As each community is unique to some degree it’s not the kind of thing thats easy to A/B test.
In the meaning it will increase account creation? I doubt that. That kind of evidence is from participants that are in a community already.
I would be very worried if a forum is more desirable for a random anon because of (meaningless) badges and points than content itself.
I think I agree with this:
I think it makes sense to add a new setting show_badges_to_anonymous (default: false)
. Or (if anyone can think of a valid reason) show_badges_allowed_groups (default: @tl0)
. Maybe we seed the data to be backward-compatible for existing sites (default: true / everyone)
respectively.
What’s your take @awesomerobot?
That’s a little unfair, we’ve certainly come across people who enjoy the “completionist” aspect — and the badges generally teach and encourage good behavior. I certainly enjoy plenty of seemingly meaningless things from time to time.
Yes, I think this is good point to consider. There are some communities that put a lot of effort into custom badges.
I don’t see any user information on the /badges page to be worried about… that’s just badge name and grant count.
It seems like a safe call to hide the individual badge pages when hide user profiles from public
is enabled? There’s less data there, but those are certainly directory-like pages. The intent of an admin using that setting is to protect specific user information… and that seems to fit. This information is also available on posts… but some sites also hide most posts from the public.
So then the setting would become:
hide user profiles from public
Disable user cards, user profiles and user directory for anonymous users.
Hide the user directory, user profiles, user cards, and badges earned from anonymous users
Not strongly opposed to this either, though I wonder if it’s cleaner to roll it up into the existing setting based on the admins intent to hide user info rather than creating yet another setting to be aware of?
I’m in support of making the smaller change you’re suggesting first here.
this simpler solution makes total sense to me too. the badges earned should an optional setting as part of the hide_user_profiles_from_public and the badges pages itself being viewable doesn’t matter.
The badge page doesn’t matter indeed, it could be nice to see the badges. However, you can also see the members, which also includes the badges for the trust levels (which is a user directory) and others. This provides insight into user activity for guest users. I don’t like that. It’s a great feature to get to know fellow users, but it’s no one else’s business to get insight on the forum profiling. I consider that private information on user activity.

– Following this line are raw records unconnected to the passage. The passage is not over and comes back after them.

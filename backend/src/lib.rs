//! csv-profiler backend library.
//!
//! Holds the profiling engine, its supporting services (sampling, worker
//! pool, cache, comparison), and the thin Axum HTTP surface wired around
//! them. Exposed as a library (as well as the `csv-profiler` binary) so the
//! engine is unit- and integration-testable without spinning up a server.

use std::sync::Arc;
use std::time::Instant;

use axum::middleware as axum_middleware;
use axum::routing::{get, post};
use axum::Router;

pub mod config;
pub mod handlers;
pub mod middleware;
pub mod models;
pub mod services;
pub mod utils;

#[cfg(test)]
mod tests;

pub use config::Config;
pub use services::Orchestrator;

/// Shared application state handed to every handler via `State<Arc<AppState>>`.
///
/// Holds only what the HTTP surface needs: the orchestrator (which in turn
/// owns the cache) and a process-start timestamp for `/api/health`'s uptime
/// field. Everything below the orchestrator is request-scoped.
pub struct AppState {
    pub orchestrator: Orchestrator,
    pub config: Config,
    pub started_at: Instant,
}

impl AppState {
    pub fn new(orchestrator: Orchestrator, config: Config) -> Arc<Self> {
        Arc::new(Self { orchestrator, config, started_at: Instant::now() })
    }
}

/// Builds the Axum router, shared by `main.rs` and integration tests so the
/// mounted routes and middleware stack never drift between the two.
/// CORS and request tracing are mounted unconditionally — they are ambient
/// HTTP-surface plumbing, not profiling features, so they're not gated by
/// any core option even though their policy (origins, verbosity) is an
/// external-config concern this crate doesn't own.
pub fn router(state: Arc<AppState>) -> Router {
    Router::new()
        .route("/api/health", get(handlers::health::health))
        .route("/api/profile", post(handlers::profile::profile).get(handlers::profile::profile_usage))
        .route("/api/compare", post(handlers::profile::compare))
        .with_state(state)
        .layer(axum_middleware::from_fn(middleware::request_id_middleware))
        .layer(tower_http::trace::TraceLayer::new_for_http())
        .layer(tower_http::cors::CorsLayer::permissive())
}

If it would work the same as the groups, then that would be a great middle ground solution. Groups are listed on my forum, you just cannot see the members as a guest. Here is an example. As a logged in user you can see the group members.

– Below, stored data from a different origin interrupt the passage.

use std::collections::HashMap;
use std::time::{Duration, Instant};

use crate::config::WorkerPoolConfig;
use crate::models::{Cell, ColumnType, ProfileOptions, ProfileReport, SamplingMetadata, Summary};
use crate::services::cache::{fingerprint, CacheStore, CacheableOptions};
use crate::services::comparison::{self, ComparisonReport};
use crate::services::csv_parser;
use crate::services::profiling;
use crate::services::record_view::{RecordView, RecordViewError};
use crate::services::sampling;

const MIN_CSV_LEN: usize = 10;
const MAX_CSV_BYTES: usize = 50 * 1024 * 1024;
const REQUEST_TIMEOUT: Duration = Duration::from_secs(60);

#[derive(Debug, thiserror::Error)]
pub enum OrchestratorError {
    #[error("{0}")]
    Validation(String),
    #[error("{0}")]
    Parse(String),
    #[error("request timed out")]
    Timeout,
    #[error("{0}")]
    Internal(String),
}

pub struct ProfileOutcome {
    pub report: ProfileReport,
    pub from_cache: bool,
    pub sampling: SamplingMetadata,
}

pub struct ComparisonOutcome {
    pub comparison: ComparisonReport,
    pub first: ProfileOutcome,
    pub second: ProfileOutcome,
}

/// Wires record view, sampling, profiling engine, and cache together for a
/// single profiling or comparison request.
pub struct Orchestrator {
    cache: CacheStore,
    worker_pool: WorkerPoolConfig,
    default_max_sample_size: usize,
}

impl Orchestrator {
    pub fn new(cache: CacheStore, worker_pool: WorkerPoolConfig, default_max_sample_size: usize) -> Self {
        Self { cache, worker_pool, default_max_sample_size }
    }

    pub fn cache(&self) -> &CacheStore {
        &self.cache
    }

    /// `POST /api/profile` with a raw CSV body: validate size bounds, check
    /// the cache, parse, sample if needed, profile, and store on a miss.
    pub async fn profile_csv(&self, csv_text: &str, options: &ProfileOptions) -> Result<ProfileOutcome, OrchestratorError> {
        if csv_text.len() < MIN_CSV_LEN {
            return Err(OrchestratorError::Validation(format!(
                "csv must be at least {MIN_CSV_LEN} characters"
            )));
        }
        if csv_text.len() > MAX_CSV_BYTES {
            return Err(OrchestratorError::Validation(format!(
                "csv exceeds the {MAX_CSV_BYTES} byte limit"
            )));
        }

        let start = Instant::now();
        let fingerprint_value = options.use_cache.then(|| {
            let cacheable = CacheableOptions::from(options);
            fingerprint::fingerprint(csv_text, &cacheable)
        });

        if let Some(fp) = &fingerprint_value {
            if let Some(report) = self.cache.lookup(fp) {
                return Ok(ProfileOutcome {
                    report,
                    from_cache: true,
                    sampling: SamplingMetadata::unsampled(0),
                });
            }
        }

        let parse_start = Instant::now();
        let rows = csv_parser::parse(csv_text, options.delimiter_char(), options.skip_empty_lines)
            .map_err(|e| OrchestratorError::Validation(e.to_string()))?;
        let parse_ms = elapsed_ms(parse_start);

        self.profile_rows(rows, options, fingerprint_value, parse_ms, start).await
    }

    /// `POST /api/compare` and the record-array side of `/api/profile`
    /// accept already-parsed records — parsing raw text is not this
    /// engine's concern once the caller has records in hand.
    pub async fn profile_records(
        &self,
        rows: Vec<HashMap<String, Cell>>,
        options: &ProfileOptions,
    ) -> Result<ProfileOutcome, OrchestratorError> {
        let start = Instant::now();
        self.profile_rows(rows, options, None, 0.0, start).await
    }

    async fn profile_rows(
        &self,
        rows: Vec<HashMap<String, Cell>>,
        options: &ProfileOptions,
        fingerprint_value: Option<String>,
        parse_ms: f64,
        start: Instant,
    ) -> Result<ProfileOutcome, OrchestratorError> {
        let view = RecordView::from_rows(rows).map_err(|e| match e {
            RecordViewError::Empty => OrchestratorError::Validation("record view is empty".to_string()),
            RecordViewError::InconsistentShape { row } => {
                OrchestratorError::Validation(format!("row {row} has an inconsistent column shape"))
            }
        })?;

        let total_rows = view.len();
        let (sample_view, sampling_metadata) = if options.enable_sampling
            && !options.full_analysis
            && total_rows > options.sample_size
        {
            sampling::create_sample(&view, options.sample_size, options.stratify, options.sample_seed)
        } else {
            (view.clone(), SamplingMetadata::unsampled(total_rows))
        };

        let profile_start = Instant::now();
        let result = tokio::time::timeout(REQUEST_TIMEOUT, profiling::profile(&sample_view, &self.worker_pool))
            .await
            .map_err(|_| OrchestratorError::Timeout)?;
        let profile_ms = elapsed_ms(profile_start);

        let numeric_columns = result.column_stats.values().filter(|s| s.r#type == ColumnType::Numeric).count();
        let categorical_columns =
            result.column_stats.values().filter(|s| s.r#type == ColumnType::Categorical).count();
        let total_missing_values = result.column_stats.values().map(|s| s.missing_count).sum();

        let total_ms = elapsed_ms(start);
        let processing_time =
            crate::models::ProcessingTime::new(total_ms, parse_ms, profile_ms, sample_view.len(), sample_view.num_columns());

        let report = ProfileReport {
            summary: Summary {
                total_rows: sample_view.len(),
                total_columns: sample_view.num_columns(),
                numeric_columns,
                categorical_columns,
                total_missing_values,
                processing_time,
            },
            column_stats: result.column_stats,
            correlations: result.correlations,
            insights: result.insights,
        };

        if options.use_cache && !sampling_metadata.is_sampled {
            if let Some(fp) = &fingerprint_value {
                self.cache.store(fp, &report, chrono::Utc::now().timestamp());
            }
        }

        Ok(ProfileOutcome { report, from_cache: false, sampling: sampling_metadata })
    }

    /// Profiles both datasets independently (in parallel) then diffs them.
    pub async fn compare(
        &self,
        dataset1: Vec<HashMap<String, Cell>>,
        dataset2: Vec<HashMap<String, Cell>>,
        options: &ProfileOptions,
    ) -> Result<ComparisonOutcome, OrchestratorError> {
        let (first, second) = tokio::join!(
            self.profile_records(dataset1, options),
            self.profile_records(dataset2, options)
        );
        let first = first?;
        let second = second?;
        let comparison = comparison::compare(&first.report, &second.report);
        Ok(ComparisonOutcome { comparison, first, second })
    }
}

fn elapsed_ms(since: Instant) -> f64 {
    since.elapsed().as_secs_f64() * 1000.0
}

The task here appears to be quite well defined already by @awesomerobot:
I don’t see any user information on the /badges page to be worried about… that’s just badge name and grant count.
It seems like a safe call to hide the individual badge pages when
hide user profiles from public
is enabled? There’s less data there, but those are certainly directory-like pages. The intent of an admin using that setting is to protect specific user information… and that seems to fit. This information is also available on posts… but some sites also hide most posts from the public.So then the setting would become:
hide user profiles from public
Disable user cards, user profiles and user directory for anonymous users.
Hide the user directory, user profiles, user cards, and badges earned from anonymous users
Stated more explicitly, https://meta.discourse.org/badges would be available to anons with this setting enabled, but https://meta.discourse.org/badges/9/autobiographer would not.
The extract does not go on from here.